Le tournesol est réputé pour sa facilité de conduite :

  • Semeuse précoce (fin mars à début mai) même en sols pauvres
  • Croissance rapide, couvrant vite le sol - limite l’invasion d’adventices
  • Peu exigeant en traitements phytosanitaires, il nécessite 2 à 3 passages en moyenne (Terres Inovia), notamment pour les herbicides
  • Matériel standard : pas besoin d’investir dans un équipement spécifique

Également, sa récolte (août à septembre) libère rapidement les sols pour la mise en place de couverts végétaux ou de cultures dérobées, renforçant le capital agronomique de la parcelle.

Diversification des risques techniques et économiques

Multiplier les cultures sur une exploitation - dont le tournesol - permet de lisser l’impact d’aléas climatiques ou économiques. Par exemple, une sécheresse qui ruine le maïs pourra moins affecter le tournesol. Cette diversification limite aussi la dépendance aux récoltes de céréales classiques, dont les cours sont souvent volatils.

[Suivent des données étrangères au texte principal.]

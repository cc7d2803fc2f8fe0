//! Explicitly constructed handle owning both stores and the reaper.

use querygate_cache::{CacheConfig, CacheStats, ResponseCache};
use querygate_context::{ConversationConfig, ConversationStats, ConversationStore};
use querygate_core::{system_clock, Clock, QueryGateConfig, QueryGateResult, RuntimeError};
use serde::Serialize;
use std::sync::Arc;
use tokio::sync::watch;
use tokio::task::JoinHandle;

use crate::jobs::{run_session_reaper, ReaperConfig, ReaperMetrics, ReaperSnapshot};

/// Running cache, conversation store and session reaper.
///
/// Created with [`QueryGate::start`] inside a Tokio runtime and stopped with
/// [`QueryGate::shutdown`]. Dropping the handle without calling `shutdown`
/// also stops the reaper, since its shutdown channel closes.
#[derive(Debug)]
pub struct QueryGate {
    config: QueryGateConfig,
    cache: Arc<ResponseCache>,
    conversations: Arc<ConversationStore>,
    reaper_metrics: Arc<ReaperMetrics>,
    shutdown_tx: watch::Sender<bool>,
    reaper: JoinHandle<()>,
}

impl QueryGate {
    /// Validate `config`, build both stores and spawn the reaper.
    pub fn start(config: QueryGateConfig) -> QueryGateResult<Self> {
        Self::start_with_clock(config, system_clock())
    }

    /// Like [`start`](Self::start), with both stores reading `clock`.
    pub fn start_with_clock(
        config: QueryGateConfig,
        clock: Arc<dyn Clock>,
    ) -> QueryGateResult<Self> {
        config.validate()?;
        let runtime =
            tokio::runtime::Handle::try_current().map_err(|_| RuntimeError::NoAsyncRuntime)?;

        let cache = Arc::new(ResponseCache::with_clock(
            CacheConfig::from(&config),
            Arc::clone(&clock),
        )?);
        let conversations = Arc::new(ConversationStore::with_clock(
            ConversationConfig::from(&config),
            clock,
        )?);
        let reaper_config = ReaperConfig::from(&config);
        reaper_config.validate()?;

        let reaper_metrics = Arc::new(ReaperMetrics::new());
        let (shutdown_tx, shutdown_rx) = watch::channel(false);
        let reaper = runtime.spawn(run_session_reaper(
            Arc::clone(&conversations),
            reaper_config,
            Arc::clone(&reaper_metrics),
            shutdown_rx,
        ));

        tracing::info!(
            ttl_secs = config.ttl_seconds,
            max_turns = config.max_turns_per_session,
            context_window = config.context_window,
            "QueryGate started"
        );

        Ok(Self {
            config,
            cache,
            conversations,
            reaper_metrics,
            shutdown_tx,
            reaper,
        })
    }

    pub fn config(&self) -> &QueryGateConfig {
        &self.config
    }

    pub fn cache(&self) -> &Arc<ResponseCache> {
        &self.cache
    }

    pub fn conversations(&self) -> &Arc<ConversationStore> {
        &self.conversations
    }

    /// Combined read-only view for the metrics surface.
    pub fn stats(&self) -> GatewayStats {
        GatewayStats {
            cache: self.cache.stats(),
            conversations: self.conversations.stats(),
            reaper: self.reaper_metrics.snapshot(),
        }
    }

    /// Stop the reaper and wait for it to finish.
    pub async fn shutdown(self) -> QueryGateResult<ReaperSnapshot> {
        // A send error only means the reaper already exited.
        let _ = self.shutdown_tx.send(true);
        self.reaper.await.map_err(|e| RuntimeError::ReaperJoin {
            reason: e.to_string(),
        })?;

        let snapshot = self.reaper_metrics.snapshot();
        tracing::info!(
            sweeps = snapshot.sweeps,
            sessions_evicted = snapshot.sessions_evicted,
            "QueryGate stopped"
        );
        Ok(snapshot)
    }
}

/// Cache, conversation and reaper statistics taken together.
#[derive(Debug, Clone, PartialEq, Serialize)]
#[serde(rename_all = "camelCase")]
pub struct GatewayStats {
    pub cache: CacheStats,
    pub conversations: ConversationStats,
    pub reaper: ReaperSnapshot,
}

impl GatewayStats {
    pub fn overview(&self) -> GatewayOverview {
        GatewayOverview {
            active_sessions: self.conversations.active_session_count,
            cache_size: self.cache.entry_count,
            cache_ttl_minutes: self.cache.ttl_minutes(),
        }
    }
}

/// Headline numbers for the dashboard.
#[derive(Debug, Clone, Copy, PartialEq, Eq, Serialize)]
#[serde(rename_all = "camelCase")]
pub struct GatewayOverview {
    pub active_sessions: usize,
    pub cache_size: usize,
    pub cache_ttl_minutes: u64,
}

Questions et défis à maîtriser 

  • Sensibilité aux corbeaux et pigeons : Les dégâts de ces oiseaux au semis peuvent atteindre 10 % à 30 % sur certaines parcelles. Des filets ou un enfouissement plus profond des graines sont parfois nécessaires (ITB).
  • Maladies fongiques émergentes : Sclérotinia, mildiou et phomopsis nécessitent de la vigilance et des variétés résistantes. Toutefois, les efforts de sélection variétale ont permis une nette amélioration de la résistance naturelle (Terres Inovia).
  • Rendements hétérogènes : Selon le mode de conduite et les conditions, les rendements peuvent fluctuer, de 18 à 35 q/ha en plaine céréalière, mais parfois moins sur sols superficiels. La moyenne nationale 2023 atteint toutefois 27 q/ha, soit un bon niveau pour une culture peu consommatrice de ressources.

Tournesol et transition agricole : une opportunité à saisir 

La dynamique autour du tournesol s’inscrit dans de nombreux parcours de transition agroécologique. Les filières répondent aux attentes : réduction des intrants, amélioration des bilans carbone, valorisation locale des produits, autonomisation protéique et rôle dans la préservation de la biodiversité. De la Champagne à l’Occitanie, la culture de tournesol séduit autant les grandes exploitations que les fermes en agriculture biologique, comme en témoigne la multiplication des projets collectifs de relocalisation (FranceAgriMer, INRAE).

Les évolutions génétiques futures ouvrent d’autres perspectives : tolérance accrue à la sécheresse, résistance aux maladies, optimisation de la composition en huile et adaptation à des systèmes polyculture-élevage ou grandes cultures bio. Le tournesol apparaît donc comme une plante d’avenir, conciliant rentabilité, robustesse et durabilité.

Sa présence grandissante dans les paysages agricoles français incarne une réponse concrète et réaliste aux défis de l’agriculture actuelle. Gageons que ces champs de “soleil” continueront d’inspirer la transition vers une agriculture plus résiliente et tournée vers l’avenir.